Agriculture makes the major contribution to water pollution. Nitrates, used as fertilizers, run off from the fields, and in several parts of Britain, tap-water regularly exceeds the EEC limit on nitrates. Although nitrates have received a lot of publicity, they are not as worrying as some of the other water pollutants. There are no clear signs that the nitrate levels found in drinking water are

damaging to health, except in newborn babies. As far as chemical-sensitive patients are concerned, nitrates are unlikely to be a problem.

Small amounts of pesticides also get into the water supply from farm use. In addition, there have been accidents in which large amounts of highly toxic pesticides such as dieldrin (now banned for agricultural use) have been emptied into drains or soakaways close to boreholes, causing major pollution of the groundwater below. Most water authorities do not systematically monitor drinking water for pesticides.

Oil from spillages may find its way into drinking water, but usually this is only in minute amounts. Organic solvents (see p164) also turn up in water supplies – a study by Imperial College, London, found the solvent trichloroethylene in 36 per cent of the 168 groundwater samples they tested. The level was higher than the limit set by the World Health Organization in 10 percent of the samples, and in one it was seven times the WHO limit. Other solvents are also found in groundwaters, usually as a result of factories discharging their waste solvents into drains or ditches. Very few of the water authorities systematically check their supplies for solvents or other industrial pollutants, and serious incidents of pollution may easily go undetected. Some of the chemicals used for purification also leave a residue in the water, but this is unlikely to be harmful as long as the correct amounts are being used.

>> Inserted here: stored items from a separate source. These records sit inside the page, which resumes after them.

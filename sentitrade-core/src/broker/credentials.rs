//! Opaque API credential supply.
//!
//! Gateways ask a [`CredentialProvider`] for keys at construction time and
//! never read them from config files.

use std::fmt;
use thiserror::Error;

pub const ALPACA_KEY_VAR: &str = "ALPACA_API_KEY";
pub const ALPACA_SECRET_VAR: &str = "ALPACA_API_SECRET";

#[derive(Debug, Error)]
pub enum CredentialError {
    #[error("environment variable {var} is not set")]
    Missing { var: String },

    #[error("credential {name} is empty")]
    Empty { name: String },
}

#[derive(Clone, PartialEq, Eq)]
pub struct Credentials {
    pub key_id: String,
    pub secret: String,
}

impl Credentials {
    pub fn new(key_id: impl Into<String>, secret: impl Into<String>) -> Self {
        Self {
            key_id: key_id.into(),
            secret: secret.into(),
        }
    }

    /// Header pairs for Alpaca's REST APIs.
    pub fn alpaca_headers(&self) -> [(&'static str, String); 2] {
        [
            ("APCA-API-KEY-ID", self.key_id.clone()),
            ("APCA-API-SECRET-KEY", self.secret.clone()),
        ]
    }
}

impl fmt::Debug for Credentials {
    fn fmt(&self, f: &mut fmt::Formatter<'_>) -> fmt::Result {
        f.debug_struct("Credentials")
            .field("key_id", &redact(&self.key_id))
            .field("secret", &"***")
            .finish()
    }
}

fn redact(value: &str) -> String {
    let shown: String = value.chars().take(4).collect();
    format!("{shown}***")
}

pub trait CredentialProvider: Send + Sync {
    fn credentials(&self) -> Result<Credentials, CredentialError>;
}

/// Reads a key/secret pair from the process environment.
#[derive(Debug, Clone)]
pub struct EnvCredentials {
    key_var: String,
    secret_var: String,
}

impl EnvCredentials {
    pub fn new(key_var: impl Into<String>, secret_var: impl Into<String>) -> Self {
        Self {
            key_var: key_var.into(),
            secret_var: secret_var.into(),
        }
    }

    pub fn alpaca() -> Self {
        Self::new(ALPACA_KEY_VAR, ALPACA_SECRET_VAR)
    }

    fn read(var: &str) -> Result<String, CredentialError> {
        let value = std::env::var(var).map_err(|_| CredentialError::Missing {
            var: var.to_string(),
        })?;
        let value = value.trim().to_string();
        if value.is_empty() {
            return Err(CredentialError::Empty {
                name: var.to_string(),
            });
        }
        Ok(value)
    }
}

impl CredentialProvider for EnvCredentials {
    fn credentials(&self) -> Result<Credentials, CredentialError> {
        Ok(Credentials::new(
            Self::read(&self.key_var)?,
            Self::read(&self.secret_var)?,
        ))
    }
}

/// Fixed credentials, for tests and embedding.
#[derive(Debug, Clone)]
pub struct StaticCredentials(pub Credentials);

impl CredentialProvider for StaticCredentials {
    fn credentials(&self) -> Result<Credentials, CredentialError> {
        if self.0.key_id.is_empty() {
            return Err(CredentialError::Empty {
                name: "key_id".into(),
            });
        }
        Ok(self.0.clone())
    }
}
//! Domain types for the decision core.

pub mod account;
pub mod bar;
pub mod decision;
pub mod ids;
pub mod news;
pub mod option;
pub mod order;
pub mod position;
pub mod quote;

pub use account::AccountState;
pub use bar::Bar;
pub use decision::{SentimentLabel, SentimentResult, SentimentSource, TradeAction, TradeDecision};
pub use ids::OrderId;
pub use news::NewsHeadline;
pub use option::{
    OptionChain, OptionOrderReceipt, OptionOrderRequest, OptionQuote, OptionType, StrikeRow,
};
pub use order::{BracketLevels, OrderReceipt, OrderRequest, OrderSide, OrderStatus};
pub use position::Position;
pub use quote::{Quote, QuoteSource};

/// Symbol type alias
pub type Symbol = String;

/// Normalize a user-supplied ticker: trimmed and upper-cased.
pub fn normalize_symbol(symbol: &str) -> Symbol {
    symbol.trim().to_ascii_uppercase()
}

#[cfg(test)]
mod tests {
    use super::*;

    #[test]
    fn normalize_trims_and_uppercases() {
        assert_eq!(normalize_symbol("  spy "), "SPY");
        assert_eq!(normalize_symbol("Nvda"), "NVDA");
    }
}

Chlorine is added to water to kill bacteria and viruses that might otherwise cause disease. Unfortunately, chlorine readily reacts with certain organic molecules to produce chlorinated hydrocarbons. (The organic molecules may themselves be pollutants, or they may be produced by large amounts of waterweed, growing and then rotting down in reservoirs.) Some of these chlorinated hydrocarbons are carcinogenic, and they have occasionally turned up in drinking water.